RD-E: 0300 S字型ビームの圧壊
S字型ビームが剛壁に対して初速度で圧壊されます。
- シェル要素の定式化
- BATOZ: Ishell=12
- QEPH: Ishell=24
- Q4 Belytschko: Ishell=3
- シェル要素の5積分点vs全領域積分
- 初速度の影響(5 m/sと10 m/s)
- 変形形状
- 圧壊力
- 計算コスト
- 運動エネルギー
- 内部エネルギー
使用されるオプションとキーワード
- 自己衝撃接触(/INTER/TYPE7)
- 弾塑性材料(/MAT/LAW2 (PLAS_JOHNS))
- 初速度(/IMPVEL)
- 剛体(/RBODY)
- シェル断面プロパティ(/PROP/TYPE1(SHELL)、Ishell)(要素定式化)、N(積分点)
入力ファイル
- QEPH
- <install_directory>/hwsolvers/demos/radioss/example/03_S-Beam/v_5ms/*
- BATOZ
- <install_directory>/hwsolvers/demos/radioss/example/03_S-Beam/global_IP/*
- BT_type3
- <install_directory>/hwsolvers/demos/radioss/example/03_S-Beam/v_10ms/*
モデル概要
S字型ビームが初速度 5 m/sで剛壁に対して圧壊されます。断面は、中空の正方形断面チューブ(それぞれの側部寸法は80mm)で、
メッシュは規則的なシェルメッシュです。

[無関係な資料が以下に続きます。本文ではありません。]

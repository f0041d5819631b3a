// Catalog loading from the roster file (JSON array or CSV).

use std::io::Read;
use std::path::Path;

use serde::Deserialize;
use tracing::{debug, info, warn};

use snakedraft_core::{CandidateItem, Catalog, Category};

// ---------------------------------------------------------------------------
// Error type
// ---------------------------------------------------------------------------

#[derive(Debug, thiserror::Error)]
pub enum CatalogError {
    #[error("failed to read file {path}: {source}")]
    Io {
        path: String,
        source: std::io::Error,
    },

    #[error("CSV error in {path}: {source}")]
    Csv { path: String, source: csv::Error },

    #[error("JSON error in {path}: {source}")]
    Json {
        path: String,
        source: serde_json::Error,
    },

    #[error("catalog {path} contains no draftable items")]
    Empty { path: String },
}

// ---------------------------------------------------------------------------
// Raw record
// ---------------------------------------------------------------------------

/// One roster record as written by the roster fetch job. Missing optional
/// columns default to empty strings.
#[derive(Debug, Deserialize)]
struct RawPlayer {
    name: String,
    #[serde(default)]
    full_name: String,
    #[serde(default)]
    jersey: String,
    position: String,
    #[serde(default)]
    headshot: String,
    team: String,
    #[serde(default)]
    team_name: String,
}

impl RawPlayer {
    /// Convert into a candidate, or `None` when the row has no name, no
    /// team or a position outside every category.
    fn into_candidate(self) -> Option<CandidateItem> {
        let name = self.name.trim();
        let team = self.team.trim();
        if name.is_empty() || team.is_empty() {
            warn!("skipping roster row with missing name or team: {:?}", self);
            return None;
        }
        let Some(category) = Category::from_str_pos(&self.position) else {
            debug!("skipping {} ({}): position '{}' not draftable", name, team, self.position);
            return None;
        };
        let full_name = match self.full_name.trim() {
            "" => name.to_string(),
            full => full.to_string(),
        };
        Some(CandidateItem {
            display_name: name.to_string(),
            full_name,
            jersey: self.jersey.trim().to_string(),
            category,
            image_ref: self.headshot.trim().to_string(),
            group_name: self.team_name.trim().to_string(),
            group_label: team.to_string(),
        })
    }
}

// ---------------------------------------------------------------------------
// Reader-based loaders (private, enable testing without temp files)
// ---------------------------------------------------------------------------

fn load_csv_from_reader<R: Read>(rdr: R) -> Result<Vec<CandidateItem>, csv::Error> {
    let mut reader = csv::Reader::from_reader(rdr);
    let mut items = Vec::new();
    for result in reader.deserialize::<RawPlayer>() {
        match result {
            Ok(raw) => items.extend(raw.into_candidate()),
            Err(e) => {
                warn!("skipping malformed roster row: {}", e);
            }
        }
    }
    Ok(items)
}

fn load_json_from_reader<R: Read>(rdr: R) -> Result<Vec<CandidateItem>, serde_json::Error> {
    // Decode rows one by one so a single bad record does not reject the file.
    let rows: Vec<serde_json::Value> = serde_json::from_reader(rdr)?;
    let mut items = Vec::new();
    for row in rows {
        match serde_json::from_value::<RawPlayer>(row) {
            Ok(raw) => items.extend(raw.into_candidate()),
            Err(e) => {
                warn!("skipping malformed roster row: {}", e);
            }
        }
    }
    Ok(items)
}

// ---------------------------------------------------------------------------
// Public path-based loader
// ---------------------------------------------------------------------------

/// Load the catalog from `path`. Files ending in `.csv` are read as CSV,
/// everything else as a JSON array.
pub fn load_catalog(path: &Path) -> Result<Catalog, CatalogError> {
    let path_display = path.display().to_string();
    let file = std::fs::File::open(path).map_err(|e| CatalogError::Io {
        path: path_display.clone(),
        source: e,
    })?;

    let is_csv = path
        .extension()
        .and_then(|e| e.to_str())
        .is_some_and(|e| e.eq_ignore_ascii_case("csv"));
    let items = if is_csv {
        load_csv_from_reader(file).map_err(|e| CatalogError::Csv {
            path: path_display.clone(),
            source: e,
        })?
    } else {
        load_json_from_reader(file).map_err(|e| CatalogError::Json {
            path: path_display.clone(),
            source: e,
        })?
    };

    if items.is_empty() {
        return Err(CatalogError::Empty { path: path_display });
    }
    info!("Loaded {} draftable items from {}", items.len(), path_display);
    Ok(Catalog::new(items))
}

// ---------------------------------------------------------------------------
// Tests
// ---------------------------------------------------------------------------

それぞれのシェルの寸法はおよそ5 mm x 5 mmです。
以下の単位系が用いられます: mm, ms, g, N, MPa
- 材料特性
- ヤング率
- 199355
- ポアソン比
- 0.3
- 密度
- 7.9x10-3
- 降伏応力
- 185.4
- 硬化パラメータ
- 540
- 硬化指数
- 0.32
- 最大応力
- 336.6
シミュレーションの反復
- シェル要素の定式化:
- BATOZ: Ishell=12 完全積分シェル要素、アワグラスなし
- QEPH: Ishell=24 物理的なアワグラス安定化を伴う低減積分要素
- Q4 Belytschko: Ishell=3 直交性を伴う弾塑性アワグラスありの低減積分要素
- 厚み全体の積分法:
- グローバル積分 (N=0)
- 5積分点(N=5)
- 初速度の影響:
- 5 m/sおよび10 m/s
2つの剛体が右側と左側に生成されています。境界条件、速度および追加された質量が剛体に付与されています。
- Z方向並進とX、Y、Z軸周り回転で固定
- X方向に5 m/sの初速度
- 500 Kgの質量が剛体の左端に付加されている
結果
N=5での異なるシェル定式化の影響
異なる積分点の影響
1 CPU (正規化) |
最大塑性ひずみ | ||
---|---|---|---|
BT TYPE3 (Ishell=3) |
N=0 | 0.41 | 0.981 |
N=3 | 0.56 | 1.596 | |
N=5 | 0.73 | 1.605 | |
BATOZ (Ishell=12) |
N=0 | 1.78 | 1.054 |
N=3 | 2.53 | 1.471 | |
N=5 | 3.24 | 1.486 | |
QEPH (Ishell=24) |
N=0 | 0.65 | 0.958 |
N=3 | 0.78 | 1.516 | |
N=5 | 1.00 | 1.586 |
初速度の影響
図 8 は、圧壊速度の影響(5 m/sと10 m/s)を示しています。この例題では、5積分点(N=5)でのQEPHシェル定式化(Ishell=24)を用いています。
内部エネルギーIE [mJ] |
運動エネルギー [mJ] |
|
---|---|---|
V=5 m/s | 1.674E+6 (係数1.0) |
4.574E+6 (係数1.0) |
V=10 m/s | 4.443E+6 (係数2.654) |
2.056E+7 (係数4.495) |
まとめ
BATOZ(Ishell=12)と QEPH(Ishell=24)要素定式化で正確な結果が得られています。Q4 Belytschko(Ishell=3)要素は計算速度が速いものの、RD-E: 0100 ねじれた梁の例に示すように常にアワグラスが出現する可能性があります。Q4 Belytschko要素と比べ高価ではありますが、QEPH要素はアワグラスの問題はなく、更に高価である完全積分BATOZと非常に似通った結果を与えます。
グローバル積分(N=0)の使用は、計算速度は速いがN=5積分点の使用と比べ精確性で劣ります。グローバル積分の結果は塑性ひずみの過小評価を示し、限られた材料則としか使用できません。